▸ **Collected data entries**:
=======

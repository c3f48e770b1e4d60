//! Escape-sequence decoding.
//!
//! Entered after the editor sees `ESC`. The decoder pulls up to the length of
//! the longest known sequence from the byte source and matches the read bytes
//! against a fixed table by prefix, first entry wins.

use std::time::Duration;

use picoshell_types::input::EditKey;

use crate::console::ByteSource;

/// One recognised sequence, without the leading `ESC`.
#[derive(Debug, Clone, Copy)]
pub struct EscapeSequence {
    pub bytes: &'static [u8],
    pub key: EditKey,
}

const fn seq(bytes: &'static [u8], key: EditKey) -> EscapeSequence {
    EscapeSequence { bytes, key }
}

/// Table order matters: earlier entries win on a shared prefix.
#[cfg(feature = "history")]
pub const SEQUENCES: &[EscapeSequence] = &[
    seq(b"[D", EditKey::Left),
    seq(b"[C", EditKey::Right),
    seq(b"[B", EditKey::Down),
    seq(b"[A", EditKey::Up),
    seq(b"[3~", EditKey::Delete),
    seq(b"[1~", EditKey::Home),
    seq(b"[H", EditKey::Home),
    seq(b"OF", EditKey::End),
    seq(b"[F", EditKey::End),
];

#[cfg(not(feature = "history"))]
pub const SEQUENCES: &[EscapeSequence] = &[
    seq(b"[D", EditKey::Left),
    seq(b"[C", EditKey::Right),
    seq(b"[3~", EditKey::Delete),
    seq(b"[1~", EditKey::Home),
    seq(b"[H", EditKey::Home),
    seq(b"OF", EditKey::End),
    seq(b"[F", EditKey::End),
];

/// Literal text echoed in place of an unrecognised `ESC`.
pub const ESCAPE_MARKER: &[u8] = b"\\033";

fn longest_sequence() -> usize {
    SEQUENCES.iter().map(|s| s.bytes.len()).max().unwrap_or(0)
}

/// What an escape sequence turned out to be.
#[derive(Debug, Clone, PartialEq, Eq)]
pub enum Decoded {
    /// A table match. `trailing` holds bytes read past the match, which
    /// belong to ordinary input.
    Key { key: EditKey, trailing: Vec<u8> },
    /// No match: bytes to push back through the editor as if typed.
    Literal(Vec<u8>),
    /// Nothing followed the `ESC` in time.
    Nothing,
}

/// Read and classify the bytes following an `ESC`.
pub fn decode(input: &mut dyn ByteSource, timeout: Duration) -> Decoded {
    let max = longest_sequence();
    let mut read = Vec::with_capacity(max);
    while read.len() < max {
        match input.read_byte(timeout) {
            Some(b) if b.is_ascii() => read.push(b),
            _ => break,
        }
    }
    classify(&read)
}

/// Match already-read bytes against the table.
pub fn classify(read: &[u8]) -> Decoded {
    if let Some(found) = SEQUENCES.iter().find(|s| read.starts_with(s.bytes)) {
        return Decoded::Key {
            key: found.key,
            trailing: read[found.bytes.len()..].to_vec(),
        };
    }
    if read.is_empty() {
        return Decoded::Nothing;
    }
    log::debug!("unrecognised escape sequence {read:?}");
    let mut literal = ESCAPE_MARKER.to_vec();
    literal.extend_from_slice(read);
    Decoded::Literal(literal)
}

#[cfg(test)]
mod tests {
    use super::*;
    use std::collections::VecDeque;

    fn source(bytes: &[u8]) -> VecDeque<u8> {
        bytes.iter().copied().collect()
    }

    #[test]
    fn arrows_and_editing_keys() {
        let cases = [
            ("[D", EditKey::Left),
            ("[C", EditKey::Right),
            ("[3~", EditKey::Delete),
            ("[1~", EditKey::Home),
            ("[H", EditKey::Home),
            ("OF", EditKey::End),
            ("[F", EditKey::End),
        ];
        for (seq, key) in cases {
            let mut src = source(seq.as_bytes());
            assert_eq!(
                decode(&mut src, Duration::ZERO),
                Decoded::Key {
                    key,
                    trailing: Vec::new()
                },
                "{seq}"
            );
        }
    }

    #[cfg(feature = "history")]
    #[test]
    fn history_arrows() {
        assert_eq!(
            classify(b"[A"),
            Decoded::Key {
                key: EditKey::Up,
                trailing: Vec::new()
            }
        );
        assert_eq!(
            classify(b"[B"),
            Decoded::Key {
                key: EditKey::Down,
                trailing: Vec::new()
            }
        );
    }

    #[cfg(not(feature = "history"))]
    #[test]
    fn history_arrows_absent() {
        assert_eq!(classify(b"[A"), Decoded::Literal(b"\\033[A".to_vec()));
    }

    #[test]
    fn reads_at_most_three_bytes() {
        let mut src = source(b"[Dxyz");
        assert_eq!(
            decode(&mut src, Duration::ZERO),
            Decoded::Key {
                key: EditKey::Left,
                trailing: b"x".to_vec()
            }
        );
        assert_eq!(src, source(b"yz"));
    }

    #[test]
    fn unknown_sequence_becomes_literal() {
        let mut src = source(b"[Z");
        assert_eq!(
            decode(&mut src, Duration::ZERO),
            Decoded::Literal(b"\\033[Z".to_vec())
        );
    }

    #[test]
    fn lone_escape_is_nothing() {
        let mut src = source(b"");
        assert_eq!(decode(&mut src, Duration::ZERO), Decoded::Nothing);
    }

    #[test]
    fn high_byte_stops_reading() {
        let mut src = source(&[b'[', 0xC3, b'D']);
        assert_eq!(
            decode(&mut src, Duration::ZERO),
            Decoded::Literal(b"\\033[".to_vec())
        );
        // The byte after the high one is left for normal input.
        assert_eq!(src, source(b"D"));
    }

    #[test]
    fn partial_prefix_is_literal() {
        assert_eq!(classify(b"["), Decoded::Literal(b"\\033[".to_vec()));
        assert_eq!(classify(b"[3"), Decoded::Literal(b"\\033[3".to_vec()));
    }
}
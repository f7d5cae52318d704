#![allow(dead_code)]

extern crate std;

use soroban_sdk::{token, Address};

use crate::types::PoolState;
use crate::PresalePoolClient;

/// INV-1: the pool total always equals the sum of committed balances.
pub fn assert_committed_matches_total(client: &PresalePoolClient) {
    let mut sum: i128 = 0;
    for contributor in client.contributors().iter() {
        sum += client.balance_of(&contributor).contribution;
    }
    let total = client.total_contribution();
    assert_eq!(
        sum, total,
        "INV-1 violated: committed balances sum to {} but pool total is {}",
        sum, total
    );
}

/// INV-2: every partition respects the caps — buckets are non-negative,
/// no committed balance exceeds the per-contributor cap, a non-zero
/// committed balance is at least the minimum, and the pool total stays
/// under the aggregate cap.
pub fn assert_caps_respected(client: &PresalePoolClient) {
    let settings = client.settings();
    for contributor in client.contributors().iter() {
        let balance = client.balance_of(&contributor);
        assert!(
            balance.contribution >= 0 && balance.remaining >= 0,
            "INV-2 violated: negative bucket for {:?}",
            contributor
        );
        assert!(
            balance.contribution <= settings.max_contribution,
            "INV-2 violated: contribution {} above cap {}",
            balance.contribution,
            settings.max_contribution
        );
        assert!(
            balance.contribution == 0 || balance.contribution >= settings.min_contribution,
            "INV-2 violated: contribution {} below minimum {}",
            balance.contribution,
            settings.min_contribution
        );
    }
    assert!(
        client.total_contribution() <= settings.max_pool_balance,
        "INV-2 violated: pool total {} above aggregate cap {}",
        client.total_contribution(),
        settings.max_pool_balance
    );
}

/// INV-3: before any funds leave the pool, the token balance it holds
/// equals the sum of all held balances. Only meaningful while no payout,
/// fee, or withdrawal transfer has been made.
pub fn assert_funds_conserved(client: &PresalePoolClient, token: &token::Client, pool: &Address) {
    let mut held: i128 = 0;
    for contributor in client.contributors().iter() {
        let balance = client.balance_of(&contributor);
        held += balance.contribution + balance.remaining;
    }
    assert_eq!(
        held,
        token.balance(pool),
        "INV-3 violated: ledger holds {} but the pool's token balance is {}",
        held,
        token.balance(pool)
    );
}

/// INV-4: lifecycle transition validity. `Open` may move to `Failed` or
/// `Paid`; both are terminal.
pub fn assert_valid_transition(from: &PoolState, to: &PoolState) {
    let valid = from == to
        || matches!(
            (from, to),
            (PoolState::Open, PoolState::Failed) | (PoolState::Open, PoolState::Paid)
        );
    assert!(
        valid,
        "INV-4 violated: invalid state transition from {:?} to {:?}",
        from, to
    );
}

/// Run the stateless pool invariants.
pub fn assert_all_pool_invariants(client: &PresalePoolClient) {
    assert_committed_matches_total(client);
    assert_caps_respected(client);
}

=======

▸ **Problem description**: State the number of lines in these entries that include the string "while". Provide nothing beyond that number.

▸ **Your solution**: 2